En el siglo IV d.C., Atanasio de Alejandría, de tradición griega, convenció a sus colegas teólogos que Jesucristo era Dios sutilmente, pero también hombre. Un hombre en el que los cristianos judíos, liderados por Santiago, el hermano de Jesús, insistían que sí lo era, aunque la batalla la ganara Atanasio siglos después al afirmar la divinidad de Jesús. Jesucristo pasó a ser más Dios que hombre en la práctica, y sutilmente en el dogma teológico.

Y es que la teología que divinizó a Jesús el Nazareno hasta convertirlo en Jesucristo es necesariamente un sistema de metáforas. El dogma es la literalización de esa metáfora.
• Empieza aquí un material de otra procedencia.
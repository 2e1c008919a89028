use medi_hl7::prelude::*;
use pretty_assertions::assert_eq;
use tests::MINIMAL;

#[test]
fn trailing_components_and_fields_are_dropped() {
    let raw = format!("{MINIMAL}ZZ1|A^B^^|^^||\r");
    let mut message = Message::parse_str(&raw).unwrap();
    message.remove_trailing_delimiters(TrimOptions::default());
    assert!(message.serialize().unwrap().ends_with("ZZ1|A^B\r"));

    let field = message.segment("ZZ1").unwrap().field(1).unwrap();
    assert_eq!(field.value(), "A^B");
}

#[test]
fn all_empty_field_collapses_to_one_component() {
    let raw = format!("{MINIMAL}ZZ1|^^|X\r");
    let mut message = Message::parse_str(&raw).unwrap();
    message.remove_trailing_delimiters(TrimOptions {
        subcomponents: true,
        components: true,
        fields: false,
    });
    let field = message.segment("ZZ1").unwrap().field(1).unwrap();
    assert_eq!(field.value(), "");
    assert!(!field.is_componentized());
    assert!(message.serialize().unwrap().ends_with("ZZ1||X\r"));
}

#[test]
fn header_keeps_its_delimiter_fields() {
    let mut message = Message::empty();
    message.add_new_segment("MSH").unwrap();
    message.remove_trailing_delimiters(TrimOptions::default());
    assert_eq!(message.serialize().unwrap(), "MSH|^~\\&\r");
}
//! Path-addressed reads and writes on a parsed message.
//!
//! `get` and `set` only touch structure that already exists. `put` creates
//! every missing level first, including the segment. `exists` reports a
//! missing leaf as `false` but still rejects a malformed path or an unknown
//! segment.

use hl7_ast::{Element, Field, Segment};
use hl7_codec::{Hl7Error, Hl7Result};
use log::trace;

use crate::message::Message;
use crate::path::Hl7Path;

impl Message {
    /// Reads the decoded value at `path`. `None` means HL7-null.
    pub fn get(&self, path: &str) -> Hl7Result<Option<String>> {
        self.get_path(&Hl7Path::parse(path)?)
    }

    /// [`Message::get`] with a pre-parsed path.
    pub fn get_path(&self, path: &Hl7Path) -> Hl7Result<Option<String>> {
        self.ensure_parsed()?;
        let segment = self.addressed_segment(path)?;
        locate(segment, path)
            .map(|node| node.decoded())
            .ok_or_else(|| missing(path))
    }

    /// Writes the raw `value` at an existing `path`. `None` stores HL7-null.
    pub fn set(&mut self, path: &str, value: Option<&str>) -> Hl7Result<()> {
        self.set_path(&Hl7Path::parse(path)?, value)
    }

    /// [`Message::set`] with a pre-parsed path.
    pub fn set_path(&mut self, path: &Hl7Path, value: Option<&str>) -> Hl7Result<()> {
        self.ensure_parsed()?;
        let segment = self.addressed_segment_mut(path)?;
        trace!("set {path}");
        if let (Some(position), Some(repetition), None) =
            (path.field(), path.repetition(), path.component())
        {
            return segment
                .field_mut(position)
                .and_then(|field| field.repetition_mut(repetition))
                .ok_or_else(|| missing(path))?
                .set_repetition_value(value);
        }
        let node = locate_mut(segment, path).ok_or_else(|| missing(path))?;
        node.set_value(value)
    }

    /// Writes the raw `value` at `path`, creating whatever is missing.
    pub fn put(&mut self, path: &str, value: Option<&str>) -> Hl7Result<()> {
        self.put_path(&Hl7Path::parse(path)?, value)
    }

    /// [`Message::put`] with a pre-parsed path.
    pub fn put_path(&mut self, path: &Hl7Path, value: Option<&str>) -> Hl7Result<()> {
        self.ensure_parsed()?;
        while self.segments(path.segment()).len() <= path.segment_index() {
            self.add_new_segment(path.segment())?;
        }
        let segment = self.addressed_segment_mut(path)?;
        trace!("put {path}");
        let Some(position) = path.field() else {
            return segment.set_value(value);
        };
        let field = match path.effective_repetition() {
            Some(repetition) => segment.ensure_field(position, repetition)?,
            None => {
                segment.ensure_field(position, 1)?;
                segment
                    .field_mut(position)
                    .ok_or_else(|| missing(path))?
            }
        };
        let Some(component) = path.component() else {
            return match path.repetition() {
                Some(_) => field.set_repetition_value(value),
                None => field.set_value(value),
            };
        };
        let component = field.ensure_component(component)?;
        match path.subcomponent() {
            Some(subcomponent) => component
                .ensure_subcomponent(subcomponent)?
                .set_value(value),
            None => component.set_value(value),
        }
    }

    /// Whether `path` resolves to an existing node.
    pub fn exists(&self, path: &str) -> Hl7Result<bool> {
        self.exists_path(&Hl7Path::parse(path)?)
    }

    /// [`Message::exists`] with a pre-parsed path.
    pub fn exists_path(&self, path: &Hl7Path) -> Hl7Result<bool> {
        self.ensure_parsed()?;
        let segment = self.addressed_segment(path)?;
        Ok(locate(segment, path).is_some())
    }

    fn addressed_segment(&self, path: &Hl7Path) -> Hl7Result<&Segment> {
        self.segments(path.segment())
            .get(path.segment_index())
            .ok_or_else(|| unknown_segment(path))
    }

    fn addressed_segment_mut(&mut self, path: &Hl7Path) -> Hl7Result<&mut Segment> {
        self.segments_mut(path.segment())
            .get_mut(path.segment_index())
            .ok_or_else(|| unknown_segment(path))
    }
}

fn locate<'a>(segment: &'a Segment, path: &Hl7Path) -> Option<&'a dyn Element> {
    let Some(position) = path.field() else {
        return Some(segment as &dyn Element);
    };
    let field = segment.field(position)?;
    let field: &Field = match path.effective_repetition() {
        Some(repetition) => field.repetition(repetition)?,
        None => field,
    };
    let Some(component) = path.component() else {
        return Some(field as &dyn Element);
    };
    let component = field.component(component)?;
    match path.subcomponent() {
        Some(subcomponent) => component
            .subcomponent(subcomponent)
            .map(|node| node as &dyn Element),
        None => Some(component as &dyn Element),
    }
}

fn locate_mut<'a>(segment: &'a mut Segment, path: &Hl7Path) -> Option<&'a mut dyn Element> {
    let Some(position) = path.field() else {
        return Some(segment as &mut dyn Element);
    };
    let field = segment.field_mut(position)?;
    let field: &mut Field = match path.effective_repetition() {
        Some(repetition) => field.repetition_mut(repetition)?,
        None => field,
    };
    let Some(component) = path.component() else {
        return Some(field as &mut dyn Element);
    };
    let component = field.component_mut(component)?;
    match path.subcomponent() {
        Some(subcomponent) => component
            .subcomponent_mut(subcomponent)
            .map(|node| node as &mut dyn Element),
        None => Some(component as &mut dyn Element),
    }
}

fn missing(path: &Hl7Path) -> Hl7Error {
    Hl7Error::invalid_request(format!("{path} does not exist"))
}

fn unknown_segment(path: &Hl7Path) -> Hl7Error {
    Hl7Error::invalid_request(format!(
        "no {} segment at index {}",
        path.segment(),
        path.segment_index()
    ))
}
//! Trailing-delimiter removal.

use crate::element::Element;

/// Which levels drop trailing empty elements. Each toggle is independent.
#[derive(Debug, Clone, Copy, PartialEq, Eq)]
pub struct TrimOptions {
    /// Drop trailing empty subcomponents of each component
    pub subcomponents: bool,
    /// Drop trailing empty components of each field
    pub components: bool,
    /// Drop trailing empty fields of each segment
    pub fields: bool,
}

impl Default for TrimOptions {
    fn default() -> Self {
        Self {
            subcomponents: true,
            components: true,
            fields: true,
        }
    }
}

/// Pops trailing elements that render empty, keeping at least `keep`.
pub(crate) fn trim_trailing<T: Element>(items: &mut Vec<T>, keep: usize) {
    let keep = keep.max(1);
    while items.len() > keep && items.last().is_some_and(|last| last.serialize().is_empty()) {
        items.pop();
    }
}
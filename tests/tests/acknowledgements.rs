use medi_hl7::prelude::*;
use pretty_assertions::assert_eq;
use tests::{ADT_A01, ORU_R01};

#[test]
fn ack_mirrors_routing() {
    let original = Message::parse_str(ADT_A01).unwrap();
    let ack = original.get_ack().unwrap().expect("ack for a non-ack");
    for (ack_path, original_path) in [
        ("MSH.3", "MSH.5"),
        ("MSH.4", "MSH.6"),
        ("MSH.5", "MSH.3"),
        ("MSH.6", "MSH.4"),
        ("MSA.2", "MSH.10"),
        ("MSH.10", "MSH.10"),
        ("MSH.12", "MSH.12"),
    ] {
        assert_eq!(
            ack.get(ack_path).unwrap(),
            original.get(original_path).unwrap(),
            "{ack_path}"
        );
    }
    assert_eq!(ack.get("MSA.1").unwrap().as_deref(), Some("AA"));
    assert_eq!(ack.message_structure(), Some("ACK"));
    assert!(ack.get_ack().unwrap().is_none());
}

#[test]
fn nack_reports_the_error() {
    let original = Message::parse_str(ORU_R01).unwrap();
    let nack = original
        .get_nack(AckCode::CommitReject, "OBX-5 out of range")
        .unwrap()
        .unwrap();
    assert_eq!(nack.get("MSA.1").unwrap().as_deref(), Some("CR"));
    assert_eq!(nack.get("MSA.2").unwrap().as_deref(), Some("LAB777"));
    assert_eq!(
        nack.get("MSA.3").unwrap().as_deref(),
        Some("OBX-5 out of range")
    );
    let framed = nack.to_frame().unwrap();
    let text = medi_hl7::unframe(&framed).unwrap();
    assert_eq!(Message::parse_str(&text).unwrap().control_id(), Some("LAB777"));
}
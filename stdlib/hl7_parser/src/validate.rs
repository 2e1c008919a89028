//! Structural validation of raw message text.
//!
//! Validation runs on text, before any tree exists. It settles the encoding,
//! normalizes the segment delimiter and extracts the header metadata.

use hl7_ast::{is_valid_segment_name, MESSAGE_HEADER};
use hl7_codec::{detect_segment_delimiter, Encoding, Hl7Error, Hl7Result};

/// Shortest text that can hold `MSH` and the five delimiters.
pub const MINIMUM_MESSAGE_LENGTH: usize = 8;

/// Field delimiters the header line must contain (up to MSH-12).
pub const MINIMUM_HEADER_DELIMITERS: usize = 11;

/// Routing and version metadata read from MSH.
#[derive(Debug, Clone, Default, PartialEq, Eq)]
#[cfg_attr(feature = "serde", derive(serde::Serialize))]
pub struct MessageHeader {
    /// MSH-12, first component.
    pub version: Option<String>,
    /// MSH-9 as it appears on the wire.
    pub message_type: Option<String>,
    /// `TYPE_TRIGGER`, the explicit structure component, or `ACK`.
    pub message_structure: Option<String>,
    /// MSH-10.
    pub control_id: Option<String>,
    /// MSH-11.
    pub processing_id: Option<String>,
}

/// Result of a successful validation.
#[derive(Debug, Clone)]
pub struct Validation {
    /// Message text with every segment followed by the segment delimiter.
    pub normalized: String,
    /// Encoding read from the header.
    pub encoding: Encoding,
    /// Header metadata.
    pub header: MessageHeader,
}

/// Validates `message` and returns its normalized form.
pub fn validate(message: &str) -> Hl7Result<Validation> {
    if message.trim().is_empty() {
        return Err(Hl7Error::bad_message("message is empty"));
    }
    if message.len() < MINIMUM_MESSAGE_LENGTH {
        return Err(Hl7Error::bad_message(format!(
            "message is shorter than {MINIMUM_MESSAGE_LENGTH} characters"
        )));
    }
    if !message.starts_with(MESSAGE_HEADER) {
        return Err(Hl7Error::bad_message(format!(
            "message must start with {MESSAGE_HEADER}"
        )));
    }

    let mut encoding = Encoding::default();
    encoding.evaluate_segment_delimiter(message)?;
    let delimiters: String = message.chars().skip(3).take(5).collect();
    encoding.evaluate_delimiters(&delimiters)?;

    let lines = split_lines(message, &encoding.segment_delimiter);
    let header_line = lines
        .first()
        .copied()
        .ok_or_else(|| Hl7Error::bad_message("message has no segments"))?;
    check_encoding_characters(header_line, &encoding)?;
    for line in &lines {
        check_segment_line(line, encoding.field)?;
    }
    let delimiter_count = header_line.matches(encoding.field).count();
    if delimiter_count < MINIMUM_HEADER_DELIMITERS {
        return Err(Hl7Error::bad_message(format!(
            "{MESSAGE_HEADER} has {delimiter_count} field delimiters, expected at least {MINIMUM_HEADER_DELIMITERS}"
        )));
    }

    let header = extract_header(header_line, &encoding)?;
    let normalized = join_lines(&lines, &encoding.segment_delimiter);
    Ok(Validation {
        normalized,
        encoding,
        header,
    })
}

/// Splits `text` on `delimiter`, dropping stray CR/LF and blank lines.
pub fn split_lines<'a>(text: &'a str, delimiter: &str) -> Vec<&'a str> {
    text.split(delimiter)
        .map(|line| line.trim_matches(|c: char| c == '\r' || c == '\n'))
        .filter(|line| !line.is_empty())
        .collect()
}

/// Joins `lines`, following each with `delimiter`.
pub fn join_lines(lines: &[&str], delimiter: &str) -> String {
    let capacity = lines.iter().map(|l| l.len() + delimiter.len()).sum();
    let mut out = String::with_capacity(capacity);
    for line in lines {
        out.push_str(line);
        out.push_str(delimiter);
    }
    out
}

/// Reads header metadata from the MSH line, failing on a missing message
/// type, control id or processing id.
pub fn extract_header(header_line: &str, encoding: &Encoding) -> Hl7Result<MessageHeader> {
    let parts: Vec<&str> = header_line.split(encoding.field).collect();
    // parts[0] is the name, so MSH-n sits at parts[n - 1]
    let msh = |position: usize| parts.get(position - 1).copied().unwrap_or_default();

    let message_type = msh(9);
    let message_structure = message_structure(message_type, encoding)?;
    let control_id = required(msh(10), "MSH-10 (message control id)")?;
    let processing_id = required(msh(11), "MSH-11 (processing id)")?;
    let version = msh(12)
        .split(encoding.component)
        .next()
        .filter(|version| !version.is_empty())
        .map(|version| encoding.decode(version));

    Ok(MessageHeader {
        version,
        message_type: Some(message_type.to_string()),
        message_structure: Some(message_structure),
        control_id: Some(encoding.decode(&control_id)),
        processing_id: Some(encoding.decode(&processing_id)),
    })
}

pub(crate) fn message_structure(message_type: &str, encoding: &Encoding) -> Hl7Result<String> {
    let components: Vec<&str> = message_type.split(encoding.component).collect();
    let code = components.first().copied().unwrap_or_default();
    if code.is_empty() {
        return Err(Hl7Error::UnsupportedMessageType(
            "MSH-9 (message type) is empty".to_string(),
        ));
    }
    let component = |index: usize| components.get(index).copied().filter(|c| !c.is_empty());
    match (component(1), component(2)) {
        (_, Some(structure)) => Ok(structure.to_string()),
        (Some(trigger), None) => Ok(format!("{code}_{trigger}")),
        (None, None) if code == "ACK" => Ok(code.to_string()),
        (None, None) => Err(Hl7Error::UnsupportedMessageType(format!(
            "MSH-9 {message_type:?} has no trigger event"
        ))),
    }
}

fn required(value: &str, what: &str) -> Hl7Result<String> {
    if value.is_empty() {
        return Err(Hl7Error::RequiredFieldMissing(what.to_string()));
    }
    Ok(value.to_string())
}

/// MSH-2 holds exactly four characters: the fifth character after the name
/// must end the field or the line.
fn check_encoding_characters(header_line: &str, encoding: &Encoding) -> Hl7Result<()> {
    match header_line.chars().nth(8) {
        None => Ok(()),
        Some(c) if c == encoding.field => Ok(()),
        Some(c) => Err(Hl7Error::bad_message(format!(
            "MSH-2 must hold four encoding characters, found extra {c:?}"
        ))),
    }
}

fn check_segment_line(line: &str, field_delimiter: char) -> Hl7Result<()> {
    let name = line.get(..3).unwrap_or(line);
    if !is_valid_segment_name(name) {
        return Err(Hl7Error::bad_message(format!(
            "invalid segment name in {line:?}"
        )));
    }
    match line.chars().nth(3) {
        None => Ok(()),
        Some(c) if c == field_delimiter => Ok(()),
        Some(c) => Err(Hl7Error::bad_message(format!(
            "segment {name} continues with {c:?} instead of the field delimiter {field_delimiter:?}"
        ))),
    }
}

/// Finds the segment delimiter, falling back to the default when the text
/// holds a single unterminated segment.
pub fn segment_delimiter_or_default(message: &str) -> String {
    detect_segment_delimiter(message)
        .map(str::to_string)
        .unwrap_or_else(|| Encoding::default().segment_delimiter)
}
//! Batch driver: walks version roots, runs every document through the cache
//! and renderer, and hands results to the writer.

use std::collections::{BTreeMap, BTreeSet};
use std::path::{Path, PathBuf};

use walkdir::WalkDir;

use crate::cache::ContentCache;
use crate::config::Config;
use crate::error::Error;
use crate::hasher;
use crate::linkcheck::{self, CheckedLink};
use crate::nav::Manifest;
use crate::report::Report;
use crate::resolver::{self, LinkContext};
use crate::transform;
use crate::types::{Issue, SourceDocument, VersionRoot};
use crate::writer::{ImageOutcome, WriteOutcome, Writer};

/// Files found under one version root, each relative to it.
#[derive(Debug, Default)]
struct VersionFiles {
    /// Documents, in lexicographic order.
    documents: Vec<PathBuf>,
    /// Images, in lexicographic order.
    images: Vec<PathBuf>,
}

/// One invocation's worth of state: cache, report, writer and the pages
/// produced so far. Nothing here outlives the run.
#[derive(Debug)]
pub struct MigrationRun<'c> {
    /// Prepare-phase memo, shared by every version.
    cache: ContentCache,
    /// Run configuration.
    config: &'c Config,
    /// Internal links seen while rendering, checked once all pages exist.
    links: Vec<CheckedLink>,
    /// Page ids (`<product>/<version>/<page>`) per version label.
    pages: BTreeMap<String, BTreeSet<String>>,
    /// Product namespace.
    product: String,
    /// Issues and counters.
    report: Report,
    /// Sole owner of filesystem side effects.
    writer: Writer,
}
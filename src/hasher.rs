/// Content checksums for cache keys.
use sha2::{Digest as _, Sha256};

use crate::types::Checksum;

/// SHA-256 of the raw document bytes, hex-encoded.
///
/// Only the bytes matter: the same content under another path or version
/// yields the same checksum.
pub fn checksum(content: &[u8]) -> Checksum {
    let hash = Sha256::digest(content);
    return Checksum(format!("{hash:x}"));
}
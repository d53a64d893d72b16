use std::fmt::Write as _;
use std::path::Path;

use crate::config::CONFIG_FILE_NAME;
use crate::error::Error;

/// ANSI bold, used for headings on stderr.
const BOLD: &str = "\x1b[1m";
/// ANSI reset.
const RESET: &str = "\x1b[0m";

/// Render a fatal error as markdown with bold headings and print to stderr.
pub fn print_error(e: &Error) {
    let md = render_error(e);
    for line in md.lines() {
        if line.starts_with('#') {
            eprintln!("{BOLD}{line}{RESET}");
        } else {
            eprintln!("{line}");
        }
    }
}

/// Render a fatal error as a markdown diagnostic: what happened, then how
/// to fix it when there is something the user can do.
pub fn render_error(e: &Error) -> String {
    return match e {
        Error::ConfigNotFound { path } => render_config_not_found(path),
        Error::NavCorrupt { path, reason } => render_nav_corrupt(path, reason),
        Error::NoVersionRoots { path } => render_no_version_roots(path),
        Error::OutputRootUnwritable { path, source } => format!(
            "\
# Error: Output Not Writable

Cannot create `{}`: {source}

## Fix

Check permissions, or pick another target with `--staging=DIR`.
",
            path.display()
        ),
        Error::SourceRootNotFound { path } => format!(
            "\
# Error: Source Root Not Found

`{}` does not exist or is not a directory.
",
            path.display()
        ),
        Error::VersionNotFound { label, path } => format!(
            "\
# Error: Version Not Found

Version `{label}` points at `{}`, which is not a directory.

## Fix

Correct the `[[versions]]` entry in `{CONFIG_FILE_NAME}`.
",
            path.display()
        ),
        Error::TomlDe(err) => format!(
            "\
# Error: Invalid Config

{err}

## Fix

Valid keys: `assets_root`, `assets_url`, `check_links`, `exclude`, `include`,
`image_extensions`, `nav_file`, `source_extensions`, `target_extension`,
`[front_matter] rewrite`, `[[versions]]`.
"
        ),
        Error::Io(err) => format!(
            "\
# Error: I/O

{err}
"
        ),
        Error::Json(err) => format!(
            "\
# Error: JSON

{err}
"
        ),
    };
}

/// Explicit `--config` path missing.
fn render_config_not_found(path: &Path) -> String {
    return format!(
        "\
# Error: Config Not Found

`{}` does not exist.

## Fix

Drop `--config` to use `{CONFIG_FILE_NAME}` from the source root, or defaults.
",
        path.display()
    );
}

/// Navigation manifest unreadable as JSON or wrong shape.
fn render_nav_corrupt(path: &Path, reason: &str) -> String {
    return format!(
        "\
# Error: Navigation File Corrupt

`{}`: {reason}

## Fix

The file must be a JSON object whose `navigation` key, if present, is an
array. Fix it by hand or point `nav_file` in `{CONFIG_FILE_NAME}` elsewhere.
",
        path.display()
    );
}

/// Source root without version subdirectories.
fn render_no_version_roots(path: &Path) -> String {
    let mut out = format!(
        "\
# Error: No Versions

`{}` has no version directories.
",
        path.display()
    );
    out.push_str("\n## Fix\n\n");
    let _ = writeln!(out, "Put each version in its own subdirectory (`next/`, `version-1.0/`),");
    let _ = writeln!(out, "or list them in `{CONFIG_FILE_NAME}`:");
    out.push_str("\n    [[versions]]\n    label = \"next\"\n    dir = \"docs\"\n");
    return out;
}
Aunque los cristianos lo nieguen, su ambición produjo que el politeísmo fuera considerado monoteísmo, pero interpretando al Espíritu Santo como una especie de vacío sin atributos propios, y negando la exuberante y peligrosa personalidad de Yahvé. Jesucristo es, dicho por un judío, “la hiperbólica expansión como usurpador de su amado abba” (H. Bloom). Dios Padre es una sombra de Yahvé, y su función primordial es amar al Hijo, Jesucristo, y, por tanto, amar al mundo que crucificó a Jesús para salvarlo. No deja de ser irónico que Yahvé interviniera para salvar a Isaac de un Abraham celosamente literal, quien fue el más obediente de los que firmaron la Alianza original, pero no estuvo presente para salvar a Jesús de una muerte tan brutal como lo fue la crucifixión. La respuesta teológica -no bíblica- a la objeción sería la condescendencia divina: Dios asume el momento para salvar a la humanidad sin intervenir directamente. Sin embargo, la condescendencia divina es un supuesto para pasar de lejos al sinsentido del abandono divino.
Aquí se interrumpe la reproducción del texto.